SUMATERA SELATAN — Langkah FIFA yang ingin melibatkan investor swasta untuk mengelola kompetisinya mendapat tentangan keras dari sejumlah konfederasi. UEFA dan CONCACAF bahkan mengancam boikot, sementara AFC menyatakan keberatan. Situasi ini menempatkan posisi Gianni Infantino di ujung tanduk menjelang pemilihan presiden FIFA tahun depan.
Meski belum ada keputusan resmi, spekulasi soal calon pengganti Infantino sudah mengemuka.
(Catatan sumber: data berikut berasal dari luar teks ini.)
//! Instruction bodies shared by the variants
//!
//! Each variant picks its own registers and heads from nop modifiers and
//! then calls into these. Return values follow instruction semantics: false
//! means the instruction failed.

use super::{Hardware, Variant, REG_BX, REG_CX};
use crate::context::Context;
use crate::fault::FaultLocation;
use crate::head::{Head, HeadId};
use crate::inst::{InstFlags, Instruction};
use crate::organism::Organism;

impl<V: Variant> Hardware<V> {
    /// Skip the next instruction.
    #[inline]
    pub fn skip_next(&mut self) {
        self.advance_head(HeadId::Ip);
    }

    /// Write `inst` under `head` as a copy. A mutated copy is flagged as
    /// such; `clear` drops stale mutation flags from an unmutated one.
    pub(crate) fn write_copied(&mut self, head: Head, inst: Instruction, mutated: bool, clear: bool) {
        let Some(idx) = self.write_at(head, inst) else {
            return;
        };
        let mem = &mut self.spaces[head.space];
        if mutated {
            mem.set_flag(idx, InstFlags::MUTATED | InstFlags::COPY_MUT);
        } else if clear {
            mem.clear_flag(idx, InstFlags::MUTATED | InstFlags::COPY_MUT);
        }
        mem.set_flag(idx, InstFlags::COPIED);
    }

    /// `dst = a / b`. Division by zero fails; `i32::MIN / -1` faults but
    /// leaves `dst` alone.
    pub(crate) fn op_div(&mut self, org: &mut dyn Organism, dst: usize, a: usize, b: usize) -> bool {
        let (x, y) = (self.reg(a), self.reg(b));
        if y == 0 {
            self.fault(org, FaultLocation::Math, "div: dividing by 0");
            return false;
        }
        if x == i32::MIN && y == -1 {
            self.fault(org, FaultLocation::Math, "div: Float exception");
        } else {
            self.set_reg(dst, x / y);
        }
        true
    }

    pub(crate) fn op_mod(&mut self, org: &mut dyn Organism, dst: usize, a: usize, b: usize) -> bool {
        let (x, y) = (self.reg(a), self.reg(b));
        if y == 0 {
            self.fault(org, FaultLocation::Math, "mod: modding by 0");
            return false;
        }
        self.set_reg(dst, x.wrapping_rem(y));
        true
    }

    /// Output the register, then load the next input into it.
    pub(crate) fn op_io(&mut self, ctx: &mut Context, org: &mut dyn Organism, reg: usize) {
        org.do_output(ctx, self.reg(reg));
        let value = org.next_input();
        self.set_reg(reg, value);
        org.do_input(value);
    }

    /// Allocate as much as the size range allows and put the old size
    /// in `dst`.
    pub(crate) fn op_max_alloc(&mut self, ctx: &mut Context, org: &mut dyn Organism, dst: usize) -> bool {
        let cur_size = self.memory().len() as i32;
        let by_range = (self.config.child_size_range * cur_size as f64) as i32;
        let alloc_size = by_range.min(self.config.max_creature_size as i32 - cur_size);
        if !self.allocate_main(ctx, org, alloc_size) {
            return false;
        }
        self.set_reg(dst, cur_size);
        true
    }

    /// Divide point and extra lines from the read and write heads. A write
    /// head at the front means "to the end of memory".
    fn head_divide_bounds(&mut self) -> (usize, usize) {
        self.adjust_heads();
        let len = self.memory().len();
        let divide_pos = self.head(HeadId::Read).index();
        let mut child_end = self.head(HeadId::Write).index();
        if child_end == 0 {
            child_end = len;
        }
        (divide_pos, len.saturating_sub(child_end))
    }

    pub(crate) fn op_head_divide(&mut self, ctx: &mut Context, org: &mut dyn Organism, mut_multiplier: f64) -> bool {
        let (divide_pos, extra_lines) = self.head_divide_bounds();
        let ok = self.divide_main(ctx, org, divide_pos, extra_lines, mut_multiplier);
        self.adjust_heads();
        ok
    }

    pub(crate) fn op_head_divide_rs(
        &mut self,
        ctx: &mut Context,
        org: &mut dyn Organism,
        mode: super::divide::Resample,
    ) -> bool {
        let (divide_pos, extra_lines) = self.head_divide_bounds();
        let ok = self.divide_rs(ctx, org, divide_pos, extra_lines, 1.0, mode);
        self.adjust_heads();
        ok
    }

    /// Read the instruction under `head` into `dst` as its opcode, subject
    /// to copy mutation.
    pub(crate) fn op_head_read(&mut self, ctx: &mut Context, dst: usize, head: HeadId) {
        self.adjust_head(head);
        let inst = if self.test_copy_mut(ctx) {
            self.inst_set.random_inst(ctx)
        } else {
            self.head_inst(head)
        };
        self.set_reg(dst, inst.op() as i32);
        self.read_inst(inst);
        self.advance_head(head);
    }

    /// Write the opcode in `src` under `head`. Out-of-range values write
    /// opcode 0.
    pub(crate) fn op_head_write(&mut self, src: usize, head: HeadId) {
        self.adjust_head(head);
        let mut value = self.reg(src);
        if value < 0 || value as usize >= self.inst_set.len() {
            value = 0;
        }
        if let Some(idx) = self.write_at(self.head(head), Instruction(value as u8)) {
            let space = self.head(head).space;
            self.spaces[space].set_flag(idx, InstFlags::COPIED);
        }
        self.advance_head(head);
    }

    /// Copy from the read head to the write head. The copy mutation rate
    /// is divided by `reduction`; `slip` enables copy slips, which move
    /// the read head to a random line.
    pub(crate) fn op_head_copy(&mut self, ctx: &mut Context, reduction: f64, slip: bool) {
        self.adjust_head(HeadId::Read);
        self.adjust_head(HeadId::Write);

        let mut inst = self.head_inst(HeadId::Read);
        self.read_inst(inst);
        let mutated = ctx.p(self.rates.copy_mut_prob / reduction);
        if mutated {
            inst = self.inst_set.random_inst(ctx);
        }
        self.write_copied(self.head(HeadId::Write), inst, mutated, false);
        self.advance_head(HeadId::Read);
        self.advance_head(HeadId::Write);

        if slip && self.test_copy_slip(ctx) {
            let pos = ctx.uint(self.genome.len().max(1)) as i32;
            self.set_head_pos(HeadId::Read, pos);
        }
    }

    /// Find the complement of the following label from the start of
    /// memory. BX gets the distance, CX the label size, and the flow head
    /// lands just past the match.
    pub(crate) fn op_head_search(&mut self) {
        self.read_label();
        self.complement_next_label();
        let found = self.find_label(0);
        let distance = found.pos - self.ip().pos;
        let size = self.cur().next_label.len() as i32;
        self.set_reg(REG_BX, distance);
        self.set_reg(REG_CX, size);
        self.set_head_to(HeadId::Flow, found);
        self.advance_head(HeadId::Flow);
    }

    /// Skip the next instruction unless the complement of the following
    /// label was the last thing copied.
    pub(crate) fn op_if_label(&mut self) {
        self.read_label();
        self.complement_next_label();
        if self.cur().next_label != self.cur().read_label {
            self.skip_next();
        }
    }

    pub(crate) fn op_move_head(&mut self, head: HeadId, target: HeadId) {
        let to = self.head(target);
        self.set_head_to(head, to);
        if head == HeadId::Ip {
            self.advance_ip = false;
        }
    }

    pub(crate) fn op_set_flow(&mut self, reg: usize) {
        let pos = self.reg(reg);
        self.set_head_pos(HeadId::Flow, pos);
    }

    /// Run `repro` when the configured time, cycle count or end-of-memory
    /// wrap is reached.
    pub(crate) fn check_implicit_repro(&mut self, ctx: &mut Context, org: &mut dyn Organism, wrapped: bool) {
        let implicit = self.config.implicit_repro;
        let ph = org.phenotype();
        let due = (implicit.time > 0 && ph.time_used >= implicit.time)
            || (implicit.cpu_cycles > 0 && ph.cpu_cycles_used >= implicit.cpu_cycles)
            || (implicit.end && wrapped);
        if due {
            log::debug!("organism {} implicit repro", org.id());
            self.repro(ctx, org);
        }
    }
}

#[cfg(test)]
mod tests {
    use crate::config::HardwareConfig;
    use crate::context::Context;
    use crate::hardware::cpu::Cpu;
    use crate::hardware::test_util::{factory, genome};
    use crate::hardware::{REG_AX, REG_BX, REG_CX};
    use crate::head::HeadId;
    use crate::inst::InstFlags;
    use crate::mutation::MutationRates;
    use crate::organism::BasicOrganism;

    fn quiet() -> HardwareConfig {
        HardwareConfig {
            mutations: MutationRates::none(),
            ..HardwareConfig::default()
        }
    }

    #[test]
    fn test_div_and_mod_faults() {
        let f = factory::<Cpu>(quiet());
        let mut hw = f.create(&genome(&f, &["nop-A"; 10].join(" ")));
        let mut org = BasicOrganism::default();

        hw.set_reg(REG_BX, 7);
        hw.set_reg(REG_CX, 0);
        assert!(!hw.op_div(&mut org, REG_BX, REG_BX, REG_CX));
        assert!(!hw.op_mod(&mut org, REG_BX, REG_BX, REG_CX));
        assert_eq!(org.faults[0].message, "div: dividing by 0");
        assert_eq!(org.faults[1].message, "mod: modding by 0");

        hw.set_reg(REG_BX, i32::MIN);
        hw.set_reg(REG_CX, -1);
        assert!(hw.op_div(&mut org, REG_AX, REG_BX, REG_CX));
        assert_eq!(org.faults[2].message, "div: Float exception");
        assert_eq!(hw.reg(REG_AX), 0);

        hw.set_reg(REG_BX, -7);
        hw.set_reg(REG_CX, 2);
        assert!(hw.op_div(&mut org, REG_AX, REG_BX, REG_CX));
        assert_eq!(hw.reg(REG_AX), -3);
        assert!(hw.op_mod(&mut org, REG_AX, REG_BX, REG_CX));
        assert_eq!(hw.reg(REG_AX), -1);
    }

    #[test]
    fn test_head_copy_flags_and_advances() {
        let f = factory::<Cpu>(quiet());
        let g = genome(&f, "inc dec nop-A nop-A nop-A nop-A nop-A nop-A nop-A nop-A");
        let mut hw = f.create(&g);
        let mut ctx = Context::new(1);
        hw.set_head_pos(HeadId::Write, 5);
        hw.op_head_copy(&mut ctx, 1.0, true);
        assert_eq!(hw.memory().get(5), g[0]);
        assert!(hw.memory().has_flag(5, InstFlags::COPIED));
        assert!(!hw.memory().has_flag(5, InstFlags::COPY_MUT));
        assert_eq!(hw.head(HeadId::Read).pos, 1);
        assert_eq!(hw.head(HeadId::Write).pos, 6);
        assert!(hw.cur().read_label.is_empty());
    }

    #[test]
    fn test_head_write_clamps_value() {
        let f = factory::<Cpu>(quiet());
        let g = genome(&f, &["inc"; 10].join(" "));
        let mut hw = f.create(&g);
        hw.set_reg(REG_BX, 999);
        hw.op_head_write(REG_BX, HeadId::Write);
        assert_eq!(hw.memory().get(0).op(), 0);
        assert_eq!(hw.head(HeadId::Write).pos, 1);
    }

    #[test]
    fn test_io_swaps_output_for_input() {
        let f = factory::<Cpu>(quiet());
        let mut hw = f.create(&genome(&f, &["nop-A"; 10].join(" ")));
        let mut ctx = Context::new(1);
        let mut org = BasicOrganism::new(vec![11, 22]);
        hw.set_reg(REG_BX, 5);
        hw.op_io(&mut ctx, &mut org, REG_BX);
        assert_eq!(org.outputs, vec![5]);
        assert_eq!(hw.reg(REG_BX), 11);
        assert_eq!(org.consumed_inputs, vec![11]);
    }
}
Beberapa nama memiliki pengaruh kuat di kancah sepak bola global, dengan dukungan politik dan finansial yang tidak bisa dianggap remeh.
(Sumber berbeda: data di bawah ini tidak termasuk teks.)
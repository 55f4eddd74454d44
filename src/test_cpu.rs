//! Test CPU: run a genome in isolation to see whether it reproduces
//!
//! A genome is run for a bounded time in a private engine with a
//! stand-alone organism. When it divides, the child is compared against
//! the genome and its ancestors in the same test, and tested in turn up to
//! the configured number of generations.

use crate::config::HardwareConfig;
use crate::context::{split_mix_64, Context};
use crate::hardware::{Hardware, Variant};
use crate::inst::Instruction;
use crate::inst_lib::{InstLib, InstSet};
use crate::organism::{BasicOrganism, Phenotype};
use rayon::prelude::*;
use std::sync::Arc;

/// Fixed inputs used when random inputs are turned off.
pub const FIXED_INPUTS: [i32; 3] = [0x0f13149f, 0x3308e53e, 0x556241eb];
pub const FIXED_RECEIVE: [i32; 3] = [0x0f139f14, 0x33083ee5, 0x5562eb41];

/// Top bytes of the three tagged input words: 00001111, 00110011, 01010101.
const INPUT_TAGS: [i32; 3] = [15, 51, 85];

/// Three input words with tagged top bytes and random low 24 bits.
pub fn random_tagged_words(ctx: &mut Context) -> [i32; 3] {
    INPUT_TAGS.map(|tag| (tag << 24) + ctx.uint(1 << 24) as i32)
}

/// What one generation of a test run did.
#[derive(Debug, Clone)]
pub struct TestGeneration {
    pub genome: Vec<Instruction>,
    pub phenotype: Phenotype,
    pub child: Option<Vec<Instruction>>,
    pub faults: usize,
}

impl TestGeneration {
    pub fn divided(&self) -> bool {
        self.child.is_some()
    }
}

#[derive(Debug, Clone)]
pub struct TestInfo {
    /// Generations to follow before giving up
    pub generation_tests: usize,
    pub use_random_inputs: bool,
    pub is_viable: bool,
    pub max_depth: usize,
    /// Generation at which a true copy (or an ancestor) was produced
    pub depth_found: Option<usize>,
    pub max_cycle: usize,
    /// Ancestor generation a cycle returned to
    pub cycle_to: Option<usize>,
    /// Inputs used by the first generation
    pub used_inputs: Vec<i32>,
    pub generations: Vec<TestGeneration>,
}

impl TestInfo {
    pub fn new(generation_tests: usize) -> Self {
        Self {
            generation_tests,
            use_random_inputs: false,
            is_viable: false,
            max_depth: 0,
            depth_found: None,
            max_cycle: 0,
            cycle_to: None,
            used_inputs: Vec::new(),
            generations: Vec::new(),
        }
    }

    pub fn random_inputs(generation_tests: usize) -> Self {
        Self {
            use_random_inputs: true,
            ..Self::new(generation_tests)
        }
    }

    pub fn clear(&mut self) {
        self.is_viable = false;
        self.max_depth = 0;
        self.depth_found = None;
        self.max_cycle = 0;
        self.cycle_to = None;
        self.used_inputs.clear();
        self.generations.clear();
    }

    /// Fitness of the tested genome itself; zero when it never divided.
    pub fn genotype_fitness(&self) -> f64 {
        match self.generations.first() {
            Some(g) if g.divided() => g.phenotype.fitness,
            _ => 0.0,
        }
    }

    /// Reproduction class:
    /// 0 = parent never divides, 2 = only the parent divides,
    /// 3 = several generations divide but none breeds true,
    /// 4 = parent breeds true, 5 = child breeds true, 6 = a later one does.
    pub fn repro_class(&self) -> u8 {
        let depth = self.max_depth.min(2) as u8;
        if !self.is_viable && depth == 0 {
            return 0;
        }
        self.is_viable as u8 * 3 + 1 + depth
    }
}

/// Engine factory for isolated test runs.
#[derive(Debug, Clone)]
pub struct TestCpu<V: Variant> {
    lib: Arc<InstLib<V::Op>>,
    inst_set: Arc<InstSet>,
    config: Arc<HardwareConfig>,
}

impl<V: Variant> TestCpu<V> {
    pub fn new(lib: Arc<InstLib<V::Op>>, inst_set: Arc<InstSet>, config: Arc<HardwareConfig>) -> Self {
        Self { lib, inst_set, config }
    }

    /// Test a genome from scratch. Returns whether it is viable.
    pub fn test_genome(&self, ctx: &mut Context, info: &mut TestInfo, genome: &[Instruction]) -> bool {
        info.clear();
        if info.generation_tests > 0 {
            self.test_body(ctx, info, genome, 0);
        }
        info.is_viable
    }

    fn test_body(&self, ctx: &mut Context, info: &mut TestInfo, genome: &[Instruction], depth: usize) -> bool {
        let (inputs, receive) = if info.use_random_inputs {
            (random_tagged_words(ctx), random_tagged_words(ctx))
        } else {
            (FIXED_INPUTS, FIXED_RECEIVE)
        };
        if depth == 0 {
            info.used_inputs = inputs.to_vec();
        }
        info.max_depth = info.max_depth.max(depth);

        let generation = self.run_gestation(ctx, genome, &inputs, &receive);
        let child = generation.child.clone();
        info.generations.truncate(depth);
        info.generations.push(generation);

        let Some(child) = child else {
            return false;
        };

        if child.as_slice() == genome {
            info.depth_found = Some(depth);
            info.is_viable = true;
            return true;
        }

        let mut is_ancestor = false;
        for anc_depth in 0..depth {
            if info.generations[anc_depth].genome == child {
                is_ancestor = true;
                info.max_cycle = info.max_cycle.max(depth - anc_depth);
                info.cycle_to = Some(anc_depth);
            }
        }
        if is_ancestor {
            info.depth_found = Some(depth);
            info.is_viable = true;
            return true;
        }

        if depth + 1 < info.generation_tests {
            return self.test_body(ctx, info, &child, depth + 1);
        }
        false
    }

    /// Run one organism until its first divide, death or the time limit.
    fn run_gestation(
        &self,
        ctx: &mut Context,
        genome: &[Instruction],
        inputs: &[i32],
        receive: &[i32],
    ) -> TestGeneration {
        let mut org = BasicOrganism::new(inputs.to_vec());
        org.inbox.extend(receive.iter().copied());
        let mut hw: Hardware<V> = Hardware::new(
            self.lib.clone(),
            self.inst_set.clone(),
            self.config.clone(),
            self.config.clone(),
            genome,
        );

        let time_allocated = self.config.test_cpu_time_mod * genome.len() as u64;
        while org.phenotype.time_used < time_allocated
            && !hw.memory().is_empty()
            && org.phenotype.num_divides == 0
            && !org.dead
        {
            hw.single_process(ctx, &mut org);
        }

        log::trace!(
            "test cpu: {} lines ran {} steps, {} divides",
            genome.len(),
            org.phenotype.time_used,
            org.phenotype.num_divides
        );

        TestGeneration {
            genome: genome.to_vec(),
            child: org.offspring.first().map(|o| o.genome.clone()),
            faults: org.faults.len(),
            phenotype: org.phenotype,
        }
    }

    /// Test many genomes in parallel. Genome `i` draws from a context
    /// seeded with `split_mix_64(seed + i)`, so results do not depend on
    /// the number of worker threads.
    pub fn test_batch(&self, seed: u64, genomes: &[Vec<Instruction>], random_inputs: bool) -> Vec<TestInfo> {
        let generations = self.config.test_cpu_generations;
        genomes
            .par_iter()
            .enumerate()
            .map(|(i, genome)| {
                let mut ctx = Context::new(split_mix_64(seed.wrapping_add(i as u64)));
                let mut info = if random_inputs {
                    TestInfo::random_inputs(generations)
                } else {
                    TestInfo::new(generations)
                };
                self.test_genome(&mut ctx, &mut info, genome);
                info
            })
            .collect()
    }
}

#[cfg(test)]
mod tests {
    use super::*;
    use crate::hardware::cpu::{Cpu, ANCESTOR};
    use crate::hardware::test_util::{factory, genome};
    use crate::mutation::MutationRates;

    fn quiet() -> HardwareConfig {
        HardwareConfig {
            mutations: MutationRates::none(),
            ..HardwareConfig::default()
        }
    }

    #[test]
    fn test_ancestor_breeds_true() {
        let f = factory::<Cpu>(quiet());
        let g = genome(&f, ANCESTOR);
        let mut ctx = Context::new(1);
        let mut info = TestInfo::new(3);
        assert!(f.test_cpu().test_genome(&mut ctx, &mut info, &g));
        assert_eq!(info.depth_found, Some(0));
        assert_eq!(info.max_depth, 0);
        assert_eq!(info.repro_class(), 4);
        assert!(info.genotype_fitness() > 0.0);
        assert_eq!(info.used_inputs, FIXED_INPUTS.to_vec());
    }

    #[test]
    fn test_non_replicator_is_not_viable() {
        let f = factory::<Cpu>(quiet());
        let g = genome(&f, &["nop-C"; 12].join(" "));
        let mut ctx = Context::new(1);
        let mut info = TestInfo::new(3);
        assert!(!f.test_cpu().test_genome(&mut ctx, &mut info, &g));
        assert_eq!(info.genotype_fitness(), 0.0);
        assert_eq!(info.repro_class(), 0);
        assert_eq!(info.generations.len(), 1);
        assert_eq!(info.generations[0].phenotype.time_used, 20 * 12);
    }

    #[test]
    fn test_random_inputs_are_tagged() {
        let mut ctx = Context::new(4);
        let words = random_tagged_words(&mut ctx);
        assert_eq!(words[0] >> 24, 15);
        assert_eq!(words[1] >> 24, 51);
        assert_eq!(words[2] >> 24, 85);
    }

    #[test]
    fn test_batch_is_deterministic() {
        let f = factory::<Cpu>(quiet());
        let genomes = vec![genome(&f, ANCESTOR), genome(&f, &["nop-A"; 10].join(" "))];
        let a = f.test_cpu().test_batch(7, &genomes, true);
        let b = f.test_cpu().test_batch(7, &genomes, true);
        assert_eq!(a.len(), 2);
        assert!(a[0].is_viable);
        assert!(!a[1].is_viable);
        assert_eq!(a[0].used_inputs, b[0].used_inputs);
        assert_eq!(a[0].genotype_fitness(), b[0].genotype_fitness());
    }
}
//! Mutation rates and the trigger/scope rule table
//!
//! Rates are plain probabilities. `MutationRates` covers the fixed copy and
//! divide mutations every variant applies; `MutationRule` is the generic
//! table form (when, where, what, how often).

use serde::{Deserialize, Serialize};

#[derive(Debug, Clone, PartialEq, Serialize, Deserialize)]
#[serde(default)]
pub struct MutationRates {
    /// Per copied instruction: write a random instruction instead
    pub copy_mut_prob: f64,
    /// Per copy: move the read head to a random position
    pub copy_slip_prob: f64,

    /// Single-event divide mutations, one draw each
    pub divide_mut_prob: f64,
    pub divide_ins_prob: f64,
    pub divide_del_prob: f64,
    pub divide_uniform_prob: f64,
    pub divide_slip_prob: f64,

    /// Per-site divide mutations over the offspring
    pub div_mut_prob: f64,
    pub div_ins_prob: f64,
    pub div_del_prob: f64,
    pub div_uniform_prob: f64,
    /// Per-site slips; not counted as mutations
    pub div_slip_prob: f64,

    /// Per-site mutations applied to the parent on divide
    pub parent_mut_prob: f64,

    /// Per-site mutations applied to injected code
    pub inject_mut_prob: f64,
    pub inject_ins_prob: f64,
    pub inject_del_prob: f64,
}

impl Default for MutationRates {
    fn default() -> Self {
        Self {
            copy_mut_prob: 0.0075,
            copy_slip_prob: 0.0,
            divide_mut_prob: 0.0,
            divide_ins_prob: 0.05,
            divide_del_prob: 0.05,
            divide_uniform_prob: 0.0,
            divide_slip_prob: 0.0,
            div_mut_prob: 0.0,
            div_ins_prob: 0.0,
            div_del_prob: 0.0,
            div_uniform_prob: 0.0,
            div_slip_prob: 0.0,
            parent_mut_prob: 0.0,
            inject_mut_prob: 0.0,
            inject_ins_prob: 0.0,
            inject_del_prob: 0.0,
        }
    }
}

impl MutationRates {
    /// All rates zero: perfect copying and no divide mutations.
    pub fn none() -> Self {
        Self {
            copy_mut_prob: 0.0,
            divide_ins_prob: 0.0,
            divide_del_prob: 0.0,
            ..Self::default()
        }
    }

    pub fn validate(&self) -> Result<(), String> {
        let all = [
            ("copy_mut_prob", self.copy_mut_prob),
            ("copy_slip_prob", self.copy_slip_prob),
            ("divide_mut_prob", self.divide_mut_prob),
            ("divide_ins_prob", self.divide_ins_prob),
            ("divide_del_prob", self.divide_del_prob),
            ("divide_uniform_prob", self.divide_uniform_prob),
            ("divide_slip_prob", self.divide_slip_prob),
            ("div_mut_prob", self.div_mut_prob),
            ("div_ins_prob", self.div_ins_prob),
            ("div_del_prob", self.div_del_prob),
            ("div_uniform_prob", self.div_uniform_prob),
            ("div_slip_prob", self.div_slip_prob),
            ("parent_mut_prob", self.parent_mut_prob),
            ("inject_mut_prob", self.inject_mut_prob),
            ("inject_ins_prob", self.inject_ins_prob),
            ("inject_del_prob", self.inject_del_prob),
        ];
        for (name, p) in all {
            if !(0.0..=1.0).contains(&p) {
                return Err(format!("mutations.{} must be in [0, 1], got {}", name, p));
            }
        }
        Ok(())
    }
}

/// When a rule fires.
#[derive(Debug, Clone, Copy, PartialEq, Eq, Hash, Serialize, Deserialize)]
#[serde(rename_all = "snake_case")]
pub enum MutationTrigger {
    /// Every `single_process` call
    Update,
    /// On the offspring, during divide
    Divide,
    /// On the parent's memory, during divide
    Parent,
}

/// How a rule picks sites.
#[derive(Debug, Clone, Copy, PartialEq, Eq, Hash, Serialize, Deserialize)]
#[serde(rename_all = "snake_case")]
pub enum MutationScope {
    /// One draw, one random site
    Genome,
    /// One draw, at the instruction pointer
    Local,
    /// Binomial draw over every site
    Global,
}

#[derive(Debug, Clone, Copy, PartialEq, Eq, Hash, Serialize, Deserialize)]
#[serde(rename_all = "snake_case")]
pub enum MutationKind {
    Point,
    Insert,
    Delete,
    /// Kill the organism outright
    Kill,
}

#[derive(Debug, Clone, PartialEq, Serialize, Deserialize)]
pub struct MutationRule {
    pub trigger: MutationTrigger,
    pub scope: MutationScope,
    pub kind: MutationKind,
    pub rate: f64,
}

impl MutationRule {
    pub fn new(trigger: MutationTrigger, scope: MutationScope, kind: MutationKind, rate: f64) -> Self {
        Self {
            trigger,
            scope,
            kind,
            rate,
        }
    }
}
Aleksander Ceferin: Kritikus Paling Vokal yang Bisa Berubah Pikiran
Presiden UEFA sejak 2016 ini dikenal sebagai lawan politik terbesar Infantino. Ceferin secara terbuka mengkritik arah kebijakan FIFA dan kini memimpin ancaman boikot turnamen jika rencana privatisasi tetap berjalan.
Namun, ada tanda tanya besar soal niatnya. Pada 2024, Ceferin menyatakan tidak akan mencalonkan diri lagi sebagai presiden UEFA pada 2027. Alasannya, ia ingin kembali fokus ke keluarga. "Setelah beberapa waktu, setiap organisasi butuh darah segar, tetapi terutama karena saya sudah tujuh tahun jauh dari keluarga," ujarnya. Pernyataan itu memicu spekulasi bahwa ia mungkin mengincar kursi yang lebih tinggi.
Nasser Al-Khelaifi: Kekuatan di Balik Layar
Presiden PSG dan ketua European Football Clubs ini memiliki koneksi luas di Eropa dan dunia Arab. Pengaruhnya di BeIN Sports juga menjadi modal besar untuk membangun citra global.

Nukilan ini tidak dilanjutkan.